Wells Bring Hope is a non-governmental organization (NGO) that installs solar-powered wells in rural Niger while promoting community ownership, female entrepreneurship and education. In an interview with The Borgen Project, Cusimano shed light on the organization’s unique approach to improving water access in Niger and how it is instilling lasting change.
The State of Water Access in Niger
According to UNICEF, only 56% of Nigeriens have access to a potable water source and just over 13% have access to basic sanitation services. Nearly three-quarters of the population practices open defecation, causing pervasive groundwater contamination that hinders health, education and economic growth.
Underscoring the problem, Wells Bring Hope estimates that one in seven Nigerien children dies before age 5, with water scarcity being a leading cause. Furthermore, only 22.7% of Nigerien schools have access to drinking water, requiring children to walk long distances to access water and discouraging them from attending school.
While it has detrimental consequences for the country as a whole, the lack of water access in Niger, as in other developing nations, disproportionately affects females. Globally, women and girls spend 200 million hours a day collecting water, with 80% of households that require water collection placing the burden on mothers and daughters. Accordingly, water collection is stifling the education and economic potential of Nigerien women and girls.
For example, according to Wells Bring Hope, Nigerien girls on average receive just four years of formal education and walk four to six miles daily to collect water from the nearest well or pump. Alongside perpetuating high female illiteracy and child marriage rates, this convention undermines future earning potential and leaves girls vulnerable to physical and sexual violence.

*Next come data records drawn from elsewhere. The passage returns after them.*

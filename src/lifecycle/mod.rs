//! App lifecycle orchestration.
//!
//! For every app in a batch the orchestrator reads the on-disk status through
//! [`AppStateQuery`], plans the shortest [`ActionChain`] that reaches the
//! requested state, and runs each step through an [`ActionExecutor`].
//!
//! Every step receives the accumulated [`State`] and returns updates that are
//! merged into it. The accumulator is not reset between apps: what app N's
//! steps wrote is the starting state for app N+1.

pub mod marker;

pub use marker::{BuildMarker, FsAppState, OutputLock};

use std::fmt;

use anyhow::Result;
use serde_json::Value;
use tracing::{debug, info};

use crate::config::AppConfig;
use crate::error::LifecycleError;

/// Accumulated state threaded through lifecycle steps.
pub type State = serde_json::Map<String, Value>;

/// A single lifecycle step.
#[derive(Debug, Clone, Copy, PartialEq, Eq, Hash)]
pub enum Action {
    Create,
    Update,
    Build,
}

impl Action {
    pub fn as_str(&self) -> &'static str {
        match self {
            Action::Create => "create",
            Action::Update => "update",
            Action::Build => "build",
        }
    }
}

impl fmt::Display for Action {
    fn fmt(&self, f: &mut fmt::Formatter<'_>) -> fmt::Result {
        f.write_str(self.as_str())
    }
}

/// What the user asked a build to do.
#[derive(Debug, Clone, Copy, PartialEq, Eq)]
pub enum BuildRequest {
    Build,
    UpdateAndBuild,
}

/// A top-level lifecycle command.
#[derive(Debug, Clone, Copy, PartialEq, Eq)]
pub enum Request {
    /// Create apps that do not exist yet.
    Create,
    /// Update apps that already exist.
    Update,
    /// Build apps, creating or updating them first as needed.
    Build(BuildRequest),
}

impl Request {
    /// Chain for an app in `status`.
    ///
    /// `Create` and `Update` are single-step commands and refuse apps in the
    /// wrong state; `Build` always succeeds.
    pub fn chain(&self, app: &str, status: AppStatus) -> Result<ActionChain, LifecycleError> {
        match self {
            Request::Create if status.exists => Err(LifecycleError::AlreadyCreated {
                app: app.to_string(),
            }),
            Request::Create => Ok(ActionChain(vec![Action::Create])),
            Request::Update if !status.exists => Err(LifecycleError::NotCreated {
                app: app.to_string(),
            }),
            Request::Update => Ok(ActionChain(vec![Action::Update])),
            Request::Build(request) => Ok(plan(status, *request)),
        }
    }
}

/// On-disk lifecycle status of one app.
#[derive(Debug, Clone, Copy, PartialEq, Eq, Default)]
pub struct AppStatus {
    /// The bundle directory exists.
    pub exists: bool,
    /// A build marker exists.
    pub built: bool,
}

impl AppStatus {
    pub fn load(query: &dyn AppStateQuery, app: &AppConfig) -> Result<Self, LifecycleError> {
        let wrap = |source: anyhow::Error| LifecycleError::State {
            app: app.name.clone(),
            source: source.into(),
        };
        Ok(Self {
            exists: query.bundle_exists(app).map_err(wrap)?,
            built: query.build_marker_exists(app).map_err(wrap)?,
        })
    }
}

/// Ordered steps for one app.
#[derive(Debug, Clone, PartialEq, Eq)]
pub struct ActionChain(Vec<Action>);

impl ActionChain {
    pub fn actions(&self) -> &[Action] {
        &self.0
    }
}

impl fmt::Display for ActionChain {
    fn fmt(&self, f: &mut fmt::Formatter<'_>) -> fmt::Result {
        let names: Vec<&str> = self.0.iter().map(Action::as_str).collect();
        write!(f, "{}", names.join(" -> "))
    }
}

/// Plan the steps a build request needs.
///
/// A fresh create leaves the app current, so no update is inserted after it.
/// An existing app is rebuilt in place, after an update when one is asked for.
pub fn plan(status: AppStatus, request: BuildRequest) -> ActionChain {
    let steps = match (status.exists, request) {
        (false, _) => vec![Action::Create, Action::Build],
        (true, BuildRequest::Build) => vec![Action::Build],
        (true, BuildRequest::UpdateAndBuild) => vec![Action::Update, Action::Build],
    };
    ActionChain(steps)
}

/// Filesystem truth about apps, supplied by the caller.
pub trait AppStateQuery {
    fn bundle_exists(&self, app: &AppConfig) -> Result<bool>;
    fn build_marker_exists(&self, app: &AppConfig) -> Result<bool>;
}

/// Performs lifecycle steps. Each step returns the state entries it adds.
pub trait ActionExecutor {
    /// Check host tools before an app is processed.
    fn verify_tools(&mut self, app: &AppConfig) -> Result<()>;
    fn create(&mut self, app: &AppConfig, state: &State) -> Result<State>;
    fn update(&mut self, app: &AppConfig, state: &State) -> Result<State>;
    fn build(&mut self, app: &AppConfig, state: &State) -> Result<State>;
}

/// Outcome of a batch run.
#[derive(Debug, Clone, PartialEq)]
pub struct BatchReport {
    /// Chain executed for each app, in processing order.
    pub chains: Vec<(String, ActionChain)>,
    /// Accumulator after the last step.
    pub state: State,
}

/// Run `chain` for `app`, merging each step's updates into `state`.
pub fn run_chain(
    app: &AppConfig,
    chain: &ActionChain,
    executor: &mut dyn ActionExecutor,
    mut state: State,
) -> Result<State, LifecycleError> {
    for &action in chain.actions() {
        info!(app = %app.name, %action, "running lifecycle step");
        let result = match action {
            Action::Create => executor.create(app, &state),
            Action::Update => executor.update(app, &state),
            Action::Build => executor.build(app, &state),
        };
        let updates = result.map_err(|source| LifecycleError::Action {
            action,
            app: app.name.clone(),
            source: source.into(),
        })?;
        debug!(
            app = %app.name,
            %action,
            keys = ?updates.keys().collect::<Vec<_>>(),
            "merging step state"
        );
        state.extend(updates);
    }
    Ok(state)
}

/// Verify tools, plan, and run `request` for a single app.
pub fn run_app(
    app: &AppConfig,
    request: Request,
    query: &dyn AppStateQuery,
    executor: &mut dyn ActionExecutor,
    state: State,
) -> Result<(ActionChain, State), LifecycleError> {
    executor
        .verify_tools(app)
        .map_err(|source| LifecycleError::Verify {
            app: app.name.clone(),
            source: source.into(),
        })?;

    let status = AppStatus::load(query, app)?;
    let chain = request.chain(&app.name, status)?;
    debug!(app = %app.name, ?status, %chain, "planned lifecycle");

    let state = run_chain(app, &chain, executor, state)?;
    Ok((chain, state))
}

/// Run `request` over `apps` in order, threading `state` across all of them.
///
/// The first failure aborts the batch.
pub fn run_batch(
    apps: &[AppConfig],
    request: Request,
    query: &dyn AppStateQuery,
    executor: &mut dyn ActionExecutor,
    mut state: State,
) -> Result<BatchReport, LifecycleError> {
    let mut chains = Vec::with_capacity(apps.len());
    for app in apps {
        let (chain, next) = run_app(app, request, query, executor, state)?;
        state = next;
        chains.push((app.name.clone(), chain));
    }
    Ok(BatchReport { chains, state })
}
//! Distribution profiles and the ordered registry they are matched from.
//!
//! A profile is plain data: identity tokens, packaging commands, base package
//! lists and a [`FilenameGrammar`]. The registry is an explicit, ordered list;
//! its declared order is the match order for family fallback.

use std::fmt;

use tracing::debug;

/// Native package format produced for a distribution.
#[derive(Debug, Clone, Copy, PartialEq, Eq, Hash)]
pub enum PackageFormat {
    Deb,
    Rpm,
    Pkg,
}

impl PackageFormat {
    pub fn as_str(&self) -> &'static str {
        match self {
            PackageFormat::Deb => "deb",
            PackageFormat::Rpm => "rpm",
            PackageFormat::Pkg => "pkg",
        }
    }

    /// Command line that prints the package ABI (architecture) on the host.
    pub fn abi_cmdline(&self) -> &'static [&'static str] {
        match self {
            PackageFormat::Deb => &["dpkg", "--print-architecture"],
            PackageFormat::Rpm => &["rpm", "--eval", "%_target_cpu"],
            PackageFormat::Pkg => &["pacman-conf", "Architecture"],
        }
    }
}

impl fmt::Display for PackageFormat {
    fn fmt(&self, f: &mut fmt::Formatter<'_>) -> fmt::Result {
        f.write_str(self.as_str())
    }
}

/// Fields substituted into a package filename.
#[derive(Debug, Clone, PartialEq, Eq)]
pub struct PackageInfo {
    pub name: String,
    pub version: String,
    pub revision: u32,
    pub abi: String,
}

/// Per-family package filename layout.
#[derive(Debug, Clone, Copy, PartialEq, Eq)]
pub enum FilenameGrammar {
    /// No package filename (Arch, Unknown).
    None,
    /// `{name}_{version}-{revision}~{vendor}-{codename}_{abi}.deb`
    Debian,
    /// `{name}-{version}-{revision}.{fc|el}{codename}.{abi}.rpm`
    RedHat,
    /// `{name}-{version}-{revision}.{abi}.rpm`
    Suse,
}

impl FilenameGrammar {
    /// Render a filename. `vendor`/`codename` are empty strings when unknown.
    pub fn render(&self, package: &PackageInfo, vendor: &str, codename: &str) -> String {
        let PackageInfo {
            name,
            version,
            revision,
            abi,
        } = package;
        match self {
            FilenameGrammar::None => String::new(),
            FilenameGrammar::Debian => {
                format!("{name}_{version}-{revision}~{vendor}-{codename}_{abi}.deb")
            }
            FilenameGrammar::RedHat => {
                let dist = if vendor == "fedora" { "fc" } else { "el" };
                format!("{name}-{version}-{revision}.{dist}{codename}.{abi}.rpm")
            }
            FilenameGrammar::Suse => format!("{name}-{version}-{revision}.{abi}.rpm"),
        }
    }
}

/// Static description of a distribution family.
#[derive(Debug, Clone, PartialEq, Eq)]
pub struct DistributionProfile {
    pub name: &'static str,
    /// Exact `ID` token; `None` only for the Unknown sentinel.
    pub id: Option<&'static str>,
    /// `ID_LIKE` tokens this profile answers to, itself included.
    pub id_like: &'static [&'static str],
    pub format: Option<PackageFormat>,
    pub install_cmdline: &'static [&'static str],
    pub verify_cmdline: &'static [&'static str],
    pub python_packages: &'static [&'static str],
    pub build_packages: &'static [&'static str],
    /// Canonical name of the profile this one derives from.
    pub base: Option<&'static str>,
    pub filename_grammar: FilenameGrammar,
}

pub const ARCH: DistributionProfile = DistributionProfile {
    name: "Arch",
    id: Some("arch"),
    id_like: &["arch"],
    format: Some(PackageFormat::Pkg),
    install_cmdline: &["pacman", "-Syu"],
    verify_cmdline: &["pacman", "-Q"],
    python_packages: &["python3"],
    build_packages: &["base-devel"],
    base: None,
    filename_grammar: FilenameGrammar::None,
};

pub const DEBIAN: DistributionProfile = DistributionProfile {
    name: "Debian",
    id: Some("debian"),
    id_like: &["ubuntu", "debian"],
    format: Some(PackageFormat::Deb),
    install_cmdline: &["apt", "install"],
    verify_cmdline: &["dpkg", "-s"],
    python_packages: &["python3-dev"],
    build_packages: &["build-essential"],
    base: None,
    filename_grammar: FilenameGrammar::Debian,
};

pub const RHEL: DistributionProfile = DistributionProfile {
    name: "RHEL",
    id: Some("rhel"),
    id_like: &["fedora", "rhel"],
    format: Some(PackageFormat::Rpm),
    install_cmdline: &["dnf", "install"],
    verify_cmdline: &["rpm", "-q"],
    python_packages: &["python3-devel"],
    build_packages: &["gcc", "make", "pkgconf-pkg-config"],
    base: None,
    filename_grammar: FilenameGrammar::RedHat,
};

pub const SUSE: DistributionProfile = DistributionProfile {
    name: "SUSE",
    id: Some("suse"),
    id_like: &["suse"],
    format: Some(PackageFormat::Rpm),
    install_cmdline: &["zypper", "install"],
    verify_cmdline: &["rpm", "-q", "--whatprovides"],
    python_packages: &["python3-devel"],
    build_packages: &["patterns-devel-base-devel_basis"],
    base: None,
    filename_grammar: FilenameGrammar::Suse,
};

/// Sentinel for identities no registered profile matches.
pub const UNKNOWN: DistributionProfile = DistributionProfile {
    name: "Unknown",
    id: None,
    id_like: &[],
    format: None,
    install_cmdline: &[],
    verify_cmdline: &[],
    python_packages: &[],
    build_packages: &[],
    base: None,
    filename_grammar: FilenameGrammar::None,
};

impl DistributionProfile {
    pub fn is_unknown(&self) -> bool {
        self.id.is_none()
    }
}

/// Ordered set of known distribution profiles.
#[derive(Debug, Clone)]
pub struct Registry {
    profiles: Vec<DistributionProfile>,
}

impl Registry {
    /// Registry with an explicit profile order.
    pub fn new(profiles: Vec<DistributionProfile>) -> Self {
        Self { profiles }
    }

    /// The built-in profiles, in match order.
    pub fn builtin() -> Self {
        Self::new(vec![ARCH, DEBIAN, RHEL, SUSE])
    }

    pub fn profiles(&self) -> &[DistributionProfile] {
        &self.profiles
    }

    /// Look a profile up by canonical name.
    pub fn by_name(&self, name: &str) -> Option<&DistributionProfile> {
        self.profiles.iter().find(|p| p.name == name)
    }

    /// First profile whose exact identity equals `id`, or [`UNKNOWN`].
    pub fn by_id(&self, id: &str) -> &DistributionProfile {
        self.profiles
            .iter()
            .find(|p| p.id == Some(id))
            .unwrap_or(&UNKNOWN)
    }

    /// First profile (in registry order) whose fallback tokens intersect
    /// `id_like`, or [`UNKNOWN`].
    pub fn by_id_like(&self, id_like: &[&str]) -> &DistributionProfile {
        let found = self
            .profiles
            .iter()
            .find(|p| p.id_like.iter().any(|token| id_like.contains(token)));
        if let Some(profile) = found {
            debug!(profile = profile.name, ?id_like, "matched distribution family");
        }
        found.unwrap_or(&UNKNOWN)
    }

    /// The profile `profile` derives from; itself when no base is declared
    /// or the declared base is not registered.
    pub fn base_distribution<'a>(
        &'a self,
        profile: &'a DistributionProfile,
    ) -> &'a DistributionProfile {
        profile
            .base
            .and_then(|base| self.by_name(base))
            .unwrap_or(profile)
    }
}

impl Default for Registry {
    fn default() -> Self {
        Self::builtin()
    }
}
use anyhow::Result;
use tracing_subscriber::EnvFilter;

mod workflows;

const LOG_ENV: &str = "BUNDLE_BUILDER_LOG";

pub(crate) fn usage() -> &'static str {
    "Usage:\n  bundle-builder [--config <bundle.toml>] [--image <tag>] <command>\n\nCommands:\n  distro host\n  distro image <tag>\n  distro parse <os-release file>\n  create [app...]\n  update [app...]\n  build [-u|--update] [app...]\n  plan [-u|--update] [app...]"
}

fn main() -> Result<()> {
    let filter = EnvFilter::try_from_env(LOG_ENV).unwrap_or_else(|_| EnvFilter::new("warn"));
    tracing_subscriber::fmt()
        .with_env_filter(filter)
        .with_writer(std::io::stderr)
        .without_time()
        .init();

    let args: Vec<String> = std::env::args().skip(1).collect();
    let (options, invocation) = workflows::parse_args(&args)?;
    workflows::run(&options, invocation)
}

Wells Bring Hope: An Organization on a Mission
Wells Bring Hope is improving water access in Niger by installing solar-powered, sustainable wells in underserved communities. Once its development experts and water engineers select a site for a well, the organization gets to work to ensure long-term success. Before construction begins, villagers learn to build and use latrines to prevent groundwater contamination and appoint a well maintenance committee that will handle routine repairs. Every family in the village also contributes to a maintenance fund that will cover repairs and upkeep. The process helps evoke a sense of community ownership and pride. “We work really hard to make it clear to them that this is something that belongs to them and that they have worked for it,” Cusimano said.
Engineers then drill holes 250-300 feet deep and install an underwater pump and solar panels to power the motor. Finally, they install a tap stand, each tap affording some 500 people quick, reliable access to clean water.
Hope Beyond the Well
“One of the things that I think makes us really unique is that we don’t just drill a well and walk away,” Cusimano said. “The process actually starts long before the well is drilled.”
Similarly, Wells Bring Hope’s education program continues long after a well is installed. Once clean water is accessible, the organization instructs villagers in safe hygiene practices, including how to clean cooking utensils, wash children’s faces to prevent trachoma and practice hand-washing. In addition to hands-on well maintenance training, it also teaches drip farming practices so that villagers can grow vegetables and starches that will help sustainably nourish their families.
Notably, in partnership with World Vision, Wells Bring Hope hires locally to ensure that villagers have agency within the well-implementation and upkeep processes. “All of the water engineers, all of the people who are going into the ADP—which is the area development program: the education and the monthly maintenance and all that—they’re local. They’re West Africans,” Cusimano explained.
Creating Generational Change
As this suggests, Wells Bring Hope emphasizes building long-term relationships with villages to create lasting change. “We stay in each village where we drill for, you know, 10, 15, 20 years to make sure that that generational shift happens—so people that were children when the well came in will reach adulthood and have left behind the previous practices and a new way of life will have been implemented and can be sustainable going forward,” Cusimano said.
Integral to creating sustainable change, Wells Bring Hope and World Vision work to promote female entrepreneurship and financial empowerment through the Building Secure Lives program. The program helps women create savings groups, access communal capital, start small businesses and learn to manage loans.
To date, Wells Bring Hope has funded 776 water projects and five solar water systems for health clinics throughout Niger. In the process, it has provided clean water to nearly 800,000 people and helped countless girls stay in school.
“Long term, more girls get educated,” Cusimano said. “There’ve been stories of girls who can remember how they used to have to walk with their moms for miles every day to get water, and now they don’t. They get to go to school every day, all day. They want to be teachers and they want to be doctors; they want to give back to their community.”